Mission/Missions – How to Build a Cathedral 🇧🇷 Cildo Meireles

By Leonor Amarante

One of my favorite political works is the installation Mission/Missions – How to Build a Cathedral, made by Cildo Meirelles in 1987. The work reinforces the idea that the artist has a moral commitment to denounce political and social atrocities in any country, at any time. In this installation, Cildo points out the genocidal practices of the Catholic Church in its Jesuit Missions started in 1610 in Brazil, Paraguay and  Argentina. In an attempt to evangelize the region's Indians, force and violence were combined, which exterminated part of them. In the installation, the link between the two structures, one made of bones and the other of coins, is built with hosts that link the golden floor to the macabre sky, in frank denunciation of the Church's power relations. The controversial work is now part of the collection of Daros-Latinamerica, in Zurich, Switzerland.

 

Operation Tutoia 🇧🇷 Fernando Piola

By Maria Hirszman

“Operação Tutoia”, work carried out in 2007 and 2008 by Fernando Piola, strongly challenges the strategy of silencing around the apparatus of repression and explains, through a slow process of subversion of appearances, the violent character of symbolic institutions of the dictatorship, like Doi-Codi. For months, the artist worked at 921 Rua Tutoia, in São Paulo, performing as a landscaper. And, week by week, he replaced the plants in the garden with different species of red color, transforming the surroundings of the former headquarters of the center responsible for the detention and torture of thousands of people and the murder of 50 opponents of the regime in the stage of a daring action of intervention. urban, political denunciation and poetic investigation.

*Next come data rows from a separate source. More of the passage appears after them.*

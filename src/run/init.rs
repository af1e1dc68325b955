//! Run resource initialization.
//!
//! This module contains the `init_pipeline` function which loads every input
//! named by the configuration and connects the collaborators before the first
//! target is processed.

use anyhow::{Context, Result};
use log::{info, warn};

use crate::atlas::AtlasClient;
use crate::config::{Config, ATLAS_API_KEY_ENV, GOOGLE_MAPS_API_KEY_ENV};
use crate::error_handling::ConfigError;
use crate::geocode::{GeocodeCache, GoogleGeocoder};
use crate::geoip::GeoIpDatabase;
use crate::initialization::init_client;
use crate::output::ensure_output_writable;
use crate::peeringdb::PeeringDbClient;
use crate::presence::{load_presence_overrides, PresenceOverrides};
use crate::relationships::{load_relationships, AsRelationships};

use super::pipeline::{Collaborators, GeolocationPipeline, PipelineSettings};
use super::targets::{read_targets, Target};

/// Pipeline wired to the production services.
pub type DefaultPipeline =
    GeolocationPipeline<PeeringDbClient, GeoIpDatabase, GoogleGeocoder, AtlasClient>;

/// Initialize everything needed for a run.
///
/// This function performs the following steps:
/// 1. Check the API keys
/// 2. Read the targets
/// 3. Check that the output location is writable
/// 4. Load AS relationships, presence file and GeoIP databases
/// 5. Open the geocoding caches
/// 6. Build the HTTP client and the service clients
///
/// # Errors
///
/// Every failure here is fatal: missing or unreadable inputs, missing API
/// keys, no valid target, unwritable output, or HTTP client setup failure.
pub fn init_pipeline(config: &Config) -> Result<(DefaultPipeline, Vec<Target>)> {
    let atlas_key = config
        .atlas_api_key
        .clone()
        .ok_or(ConfigError::MissingApiKey(ATLAS_API_KEY_ENV))?;
    let google_key = config
        .google_maps_api_key
        .clone()
        .ok_or(ConfigError::MissingApiKey(GOOGLE_MAPS_API_KEY_ENV))?;

    let targets = read_targets(
        config.target_ip.as_deref(),
        config.target_asn,
        config.target_file.as_deref(),
    )?;
    ensure_output_writable(&config.output)?;

    let relationships = match &config.relations {
        Some(path) => load_relationships(path)?,
        None => {
            warn!("No AS relationships file given, neighboring networks will not be preferred");
            AsRelationships::new()
        }
    };
    let overrides = match &config.presence {
        Some(path) => load_presence_overrides(path)?,
        None => PresenceOverrides::new(),
    };
    let geoip = GeoIpDatabase::open(
        config.geoip_city.as_deref(),
        config.geoip_asn.as_deref(),
        config.world_cities.as_deref(),
    )?;
    if !geoip.has_asn_database() && targets.iter().any(|t| t.asn.is_none()) {
        warn!("No GeoIP ASN database given, targets without an explicit ASN will be skipped");
    }
    let geocode_cache = GeocodeCache::open(&config.cache_dir)?;

    let client = init_client(config.timeout_seconds).context("Failed to initialize HTTP client")?;
    let collaborators = Collaborators {
        presence: PeeringDbClient::new(client.clone()),
        locator: geoip,
        geocoder: GoogleGeocoder::new(client.clone(), google_key),
        platform: AtlasClient::new(client, atlas_key)
            .with_polling(config.poll_interval, config.max_polls),
    };

    let settings = PipelineSettings::from(config);
    info!(
        "Selecting {} probes per location within {} km, accepting RTTs below {} ms",
        settings.selection.probes_per_location, settings.radius_km, settings.accept_threshold_ms
    );
    let pipeline = GeolocationPipeline::new(
        collaborators,
        overrides,
        relationships,
        geocode_cache,
        settings,
        config.seed,
    );
    Ok((pipeline, targets))
}

#[cfg(test)]
mod tests {
    use super::*;

    #[test]
    fn test_missing_atlas_key_is_fatal() {
        let config = Config {
            target_ip: Some("8.8.8.8".to_string()),
            google_maps_api_key: Some("g".to_string()),
            ..Default::default()
        };
        let err = init_pipeline(&config).err().unwrap();
        assert!(matches!(
            err.downcast_ref::<ConfigError>(),
            Some(ConfigError::MissingApiKey(ATLAS_API_KEY_ENV))
        ));
    }

    #[test]
    fn test_missing_relationships_file_is_fatal() {
        let dir = tempfile::tempdir().unwrap();
        let config = Config {
            target_ip: Some("8.8.8.8".to_string()),
            atlas_api_key: Some("a".to_string()),
            google_maps_api_key: Some("g".to_string()),
            relations: Some(dir.path().join("missing.as-rel2.txt")),
            output: dir.path().join("out.tsv"),
            cache_dir: dir.path().join("cache"),
            ..Default::default()
        };
        let err = init_pipeline(&config).err().unwrap();
        assert!(matches!(
            err.downcast_ref::<ConfigError>(),
            Some(ConfigError::MissingFile { flag: "-r/--relations", .. })
        ));
    }
}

The action subverted the space of the forces of power and made visible what  it was intended to be swept away from history and memory. The photographic records (the definitive form of an ephemeral work by nature) now belong to the collection of the Museum of Contemporary Art (MAC). And they show how the dyeing of the landscape in red, a color so full of symbolism, was little by little making concrete, pulsating and real the necessary awareness, not only in relation to the brutality committed in that place (which even today, surprisingly, harbors the city's 36th Police District), but to the neglect of a dark period in our history.

 

Settlement 🇧🇷 Rosana Paulino

By Jamyle Rkain

What I find most beautiful about Rosana Paulino's work Assentamento is how it goes beyond a broader issue of how enslaved blacks had to rebuild themselves to fit into an unknown place to which they were taken. I especially like to look at it from a perspective that specifically thinks about black women in society.  The photograph of the unknown woman recorded by the Thayer expedition, between 1865 and 1866, refers to a slave. Rosana intervenes in the photograph in her form, sectioning it and superimposing the idea of ​​sewing on it, while the heart bleeds. This leads me to the discussions that black movements also bring, in a more contemporary way, about the loneliness of black women. This subject, much discussed by black feminisms, takes care to reflect on how the heterosexual black woman is easily abandoned by men in a loving relationship, regardless of white or black, because they are placed by society in a diminutive position. Perhaps this sewing can also be the gathering of the pieces in such a situation. I see this discussion as essential, although it is deprecated. I point this out because I believe that even though the work brings a more historical perspective, it also shows contemporary perspectives on issues of black militancy that are urgent.